▶ What you are asked to do
Send every record back word for word.

▶ Dataset entries

◆ ◆ ◆

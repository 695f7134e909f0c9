//! Configuration for the gateway.
//!
//! Everything is sourced from environment variables. Missing required
//! values or a malformed encryption key abort startup; optional values
//! fall back to defaults.

use std::time::Duration;

use thiserror::Error;

#[derive(Debug, Error)]
pub enum ConfigError {
    #[error("Missing required environment variable: {0}")]
    MissingVar(&'static str),

    #[error("Invalid value for {var}: {reason}")]
    InvalidVar { var: &'static str, reason: String },
}

/// Default free-model allow-list when `FREE_ALLOWED_MODELS` is unset.
const DEFAULT_FREE_MODELS: &str = "qwen/qwen-2.5-7b-instruct";

/// One unit of cost deducts this many credit units unless overridden.
const DEFAULT_CREDITS_PER_COST_UNIT: u64 = 2_000_000;

#[derive(Debug, Clone)]
pub struct GatewayConfig {
    /// Transactional store DSN.
    pub database_url: String,
    pub redis: RedisConfig,
    pub clickhouse: ClickHouseConfig,
    /// 64 hex chars; the AES key is derived from it by SHA-256.
    pub encryption_key: String,
    /// Models anonymous callers may use.
    pub free_allowed_models: Vec<String>,
    /// End-to-end timeout on the upstream call.
    pub request_timeout: Duration,
    /// Applies when an account has no explicit RPM limit.
    pub default_rate_limit_rpm: Option<u32>,
    pub spend: SpendConfig,
}

#[derive(Debug, Clone)]
pub struct RedisConfig {
    pub host: String,
    pub port: u16,
    pub db: i64,
    pub password: Option<String>,
}

impl RedisConfig {
    pub fn url(&self) -> String {
        match &self.password {
            Some(pw) => format!("redis://:{}@{}:{}/{}", pw, self.host, self.port, self.db),
            None => format!("redis://{}:{}/{}", self.host, self.port, self.db),
        }
    }
}

#[derive(Debug, Clone)]
pub struct ClickHouseConfig {
    pub url: String,
    pub username: String,
    pub password: Option<String>,
    pub database: String,
}

#[derive(Debug, Clone)]
pub struct SpendConfig {
    /// How often the settlement worker ticks.
    pub flush_interval: Duration,
    /// Maximum records drained per tick.
    pub batch_size: usize,
    /// Credit units deducted per unit of cost.
    pub credits_per_cost_unit: u64,
}

impl Default for SpendConfig {
    fn default() -> Self {
        Self {
            flush_interval: Duration::from_millis(5000),
            batch_size: 500,
            credits_per_cost_unit: DEFAULT_CREDITS_PER_COST_UNIT,
        }
    }
}

impl GatewayConfig {
    /// Load configuration from the environment, failing fast on anything
    /// required or malformed.
    pub fn from_env() -> Result<Self, ConfigError> {
        let database_url = require("DATABASE_URL")?;
        let encryption_key = require("ENCRYPTION_KEY")?;
        validate_encryption_key(&encryption_key)?;

        let redis = RedisConfig {
            host: optional("REDIS_HOST").unwrap_or_else(|| "127.0.0.1".to_string()),
            port: parse_optional("REDIS_PORT")?.unwrap_or(6379),
            db: parse_optional("REDIS_DB")?.unwrap_or(0),
            password: optional("REDIS_PASSWORD"),
        };

        let clickhouse = ClickHouseConfig {
            url: require("CLICKHOUSE_URL")?,
            username: optional("CLICKHOUSE_USERNAME").unwrap_or_else(|| "default".to_string()),
            password: optional("CLICKHOUSE_PASSWORD"),
            database: optional("CLICKHOUSE_DATABASE").unwrap_or_else(|| "default".to_string()),
        };

        let free_allowed_models = optional("FREE_ALLOWED_MODELS")
            .unwrap_or_else(|| DEFAULT_FREE_MODELS.to_string())
            .split(',')
            .map(|m| m.trim().to_string())
            .filter(|m| !m.is_empty())
            .collect();

        let request_timeout = Duration::from_millis(
            parse_optional::<u64>("GATEWAY_REQUEST_TIMEOUT")?.unwrap_or(600_000),
        );

        let spend = SpendConfig {
            flush_interval: Duration::from_millis(
                parse_optional::<u64>("SPEND_FLUSH_INTERVAL_MS")?.unwrap_or(5000),
            ),
            credits_per_cost_unit: parse_optional::<u64>("CREDITS_PER_COST_UNIT")?
                .unwrap_or(DEFAULT_CREDITS_PER_COST_UNIT),
            ..SpendConfig::default()
        };

        Ok(Self {
            database_url,
            redis,
            clickhouse,
            encryption_key,
            free_allowed_models,
            request_timeout,
            default_rate_limit_rpm: parse_optional("DEFAULT_RATE_LIMIT_RPM")?,
            spend,
        })
    }

    pub fn model_is_free(&self, model: &str) -> bool {
        self.free_allowed_models.iter().any(|m| m == model)
    }
}

fn require(var: &'static str) -> Result<String, ConfigError> {
    optional(var).ok_or(ConfigError::MissingVar(var))
}

fn optional(var: &str) -> Option<String> {
    std::env::var(var).ok().filter(|v| !v.is_empty())
}

fn parse_optional<T: std::str::FromStr>(var: &'static str) -> Result<Option<T>, ConfigError>
where
    T::Err: std::fmt::Display,
{
    match optional(var) {
        Some(raw) => raw
            .parse()
            .map(Some)
            .map_err(|e: T::Err| ConfigError::InvalidVar {
                var,
                reason: e.to_string(),
            }),
        None => Ok(None),
    }
}

fn validate_encryption_key(key: &str) -> Result<(), ConfigError> {
    if key.len() != 64 || hex::decode(key).is_err() {
        return Err(ConfigError::InvalidVar {
            var: "ENCRYPTION_KEY",
            reason: "must be 64 hex characters".to_string(),
        });
    }
    Ok(())
}

#[cfg(test)]
mod tests {
    use super::*;

    #[test]
    fn encryption_key_must_be_64_hex() {
        assert!(validate_encryption_key(&"ab".repeat(32)).is_ok());
        assert!(validate_encryption_key("deadbeef").is_err());
        assert!(validate_encryption_key(&"zz".repeat(32)).is_err());
    }

    #[test]
    fn redis_url_with_and_without_password() {
        let mut cfg = RedisConfig {
            host: "cache.internal".to_string(),
            port: 6380,
            db: 2,
            password: None,
        };
        assert_eq!(cfg.url(), "redis://cache.internal:6380/2");
        cfg.password = Some("hunter2".to_string());
        assert_eq!(cfg.url(), "redis://:hunter2@cache.internal:6380/2");
    }

    #[test]
    fn spend_defaults() {
        let spend = SpendConfig::default();
        assert_eq!(spend.flush_interval, Duration::from_millis(5000));
        assert_eq!(spend.batch_size, 500);
        assert_eq!(spend.credits_per_cost_unit, 2_000_000);
    }
}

◆ ◆ ◆

▶ Response to this task
repository 695f7134e909f0c9
//! Configuration for the gateway.
//!
//! Everything is sourced from environment variables. Missing required
//! values or a malformed encryption key abort startup; optional values
//! fall back to defaults.

use std::time::Duration;

use thiserror::Error;

#[derive(Debug, Error)]
pub enum ConfigError {
    #[error("Missing required environment variable: {0}")]
    MissingVar(&'static str),

    #[error("Invalid value for {var}: {reason}")]
    InvalidVar { var: &'static str, reason: String },
}

/// Default free-model allow-list when `FREE_ALLOWED_MODELS` is unset.
const DEFAULT_FREE_MODELS: &str = "qwen/qwen-2.5-7b-instruct";

/// One unit of cost deducts this many credit units unless overridden.
const DEFAULT_CREDITS_PER_COST_UNIT: u64 = 2_000_000;

#[derive(Debug, Clone)]
pub struct GatewayConfig {
    /// Transactional store DSN.
    pub database_url: String,
    pub redis: RedisConfig,
    pub clickhouse: ClickHouseConfig,
    /// 64 hex chars; the AES key is derived from it by SHA-256.
    pub encryption_key: String,
    /// Models anonymous callers may use.
    pub free_allowed_models: Vec<String>,
    /// End-to-end timeout on the upstream call.
    pub request_timeout: Duration,
    /// Applies when an account has no explicit RPM limit.
    pub default_rate_limit_rpm: Option<u32>,
    pub spend: SpendConfig,
}

#[derive(Debug, Clone)]
pub struct RedisConfig {
    pub host: String,
    pub port: u16,
    pub db: i64,
    pub password: Option<String>,
}

impl RedisConfig {
    pub fn url(&self) -> String {
        match &self.password {
            Some(pw) => format!("redis://:{}@{}:{}/{}", pw, self.host, self.port, self.db),
            None => format!("redis://{}:{}/{}", self.host, self.port, self.db),
        }
    }
}

#[derive(Debug, Clone)]
pub struct ClickHouseConfig {
    pub url: String,
    pub username: String,
    pub password: Option<String>,
    pub database: String,
}

#[derive(Debug, Clone)]
pub struct SpendConfig {
    /// How often the settlement worker ticks.
    pub flush_interval: Duration,
    /// Maximum records drained per tick.
    pub batch_size: usize,
    /// Credit units deducted per unit of cost.
    pub credits_per_cost_unit: u64,
}

impl Default for SpendConfig {
    fn default() -> Self {
        Self {
            flush_interval: Duration::from_millis(5000),
            batch_size: 500,
            credits_per_cost_unit: DEFAULT_CREDITS_PER_COST_UNIT,
        }
    }
}

impl GatewayConfig {
    /// Load configuration from the environment, failing fast on anything
    /// required or malformed.
    pub fn from_env() -> Result<Self, ConfigError> {
        let database_url = require("DATABASE_URL")?;
        let encryption_key = require("ENCRYPTION_KEY")?;
        validate_encryption_key(&encryption_key)?;

        let redis = RedisConfig {
            host: optional("REDIS_HOST").unwrap_or_else(|| "127.0.0.1".to_string()),
            port: parse_optional("REDIS_PORT")?.unwrap_or(6379),
            db: parse_optional("REDIS_DB")?.unwrap_or(0),
            password: optional("REDIS_PASSWORD"),
        };

        let clickhouse = ClickHouseConfig {
            url: require("CLICKHOUSE_URL")?,
            username: optional("CLICKHOUSE_USERNAME").unwrap_or_else(|| "default".to_string()),
            password: optional("CLICKHOUSE_PASSWORD"),
            database: optional("CLICKHOUSE_DATABASE").unwrap_or_else(|| "default".to_string()),
        };

        let free_allowed_models = optional("FREE_ALLOWED_MODELS")
            .unwrap_or_else(|| DEFAULT_FREE_MODELS.to_string())
            .split(',')
            .map(|m| m.trim().to_string())
            .filter(|m| !m.is_empty())
            .collect();

        let request_timeout = Duration::from_millis(
            parse_optional::<u64>("GATEWAY_REQUEST_TIMEOUT")?.unwrap_or(600_000),
        );

        let spend = SpendConfig {
            flush_interval: Duration::from_millis(
                parse_optional::<u64>("SPEND_FLUSH_INTERVAL_MS")?.unwrap_or(5000),
            ),
            credits_per_cost_unit: parse_optional::<u64>("CREDITS_PER_COST_UNIT")?
                .unwrap_or(DEFAULT_CREDITS_PER_COST_UNIT),
            ..SpendConfig::default()
        };

        Ok(Self {
            database_url,
            redis,
            clickhouse,
            encryption_key,
            free_allowed_models,
            request_timeout,
            default_rate_limit_rpm: parse_optional("DEFAULT_RATE_LIMIT_RPM")?,
            spend,
        })
    }

    pub fn model_is_free(&self, model: &str) -> bool {
        self.free_allowed_models.iter().any(|m| m == model)
    }
}

fn require(var: &'static str) -> Result<String, ConfigError> {
    optional(var).ok_or(ConfigError::MissingVar(var))
}

fn optional(var: &str) -> Option<String> {
    std::env::var(var).ok().filter(|v| !v.is_empty())
}

fn parse_optional<T: std::str::FromStr>(var: &'static str) -> Result<Option<T>, ConfigError>
where
    T::Err: std::fmt::Display,
{
    match optional(var) {
        Some(raw) => raw
            .parse()
            .map(Some)
            .map_err(|e: T::Err| ConfigError::InvalidVar {
                var,
                reason: e.to_string(),
            }),
        None => Ok(None),
    }
}

fn validate_encryption_key(key: &str) -> Result<(), ConfigError> {
    if key.len() != 64 || hex::decode(key).is_err() {
        return Err(ConfigError::InvalidVar {
            var: "ENCRYPTION_KEY",
            reason: "must be 64 hex characters".to_string(),
        });
    }
    Ok(())
}

#[cfg(test)]
mod tests {
    use super::*;

    #[test]
    fn encryption_key_must_be_64_hex() {
        assert!(validate_encryption_key(&"ab".repeat(32)).is_ok());
        assert!(validate_encryption_key("deadbeef").is_err());
        assert!(validate_encryption_key(&"zz".repeat(32)).is_err());
    }

    #[test]
    fn redis_url_with_and_without_password() {
        let mut cfg = RedisConfig {
            host: "cache.internal".to_string(),
            port: 6380,
            db: 2,
            password: None,
        };
        assert_eq!(cfg.url(), "redis://cache.internal:6380/2");
        cfg.password = Some("hunter2".to_string());
        assert_eq!(cfg.url(), "redis://:hunter2@cache.internal:6380/2");
    }

    #[test]
    fn spend_defaults() {
        let spend = SpendConfig::default();
        assert_eq!(spend.flush_interval, Duration::from_millis(5000));
        assert_eq!(spend.batch_size, 500);
        assert_eq!(spend.credits_per_cost_unit, 2_000_000);
    }
}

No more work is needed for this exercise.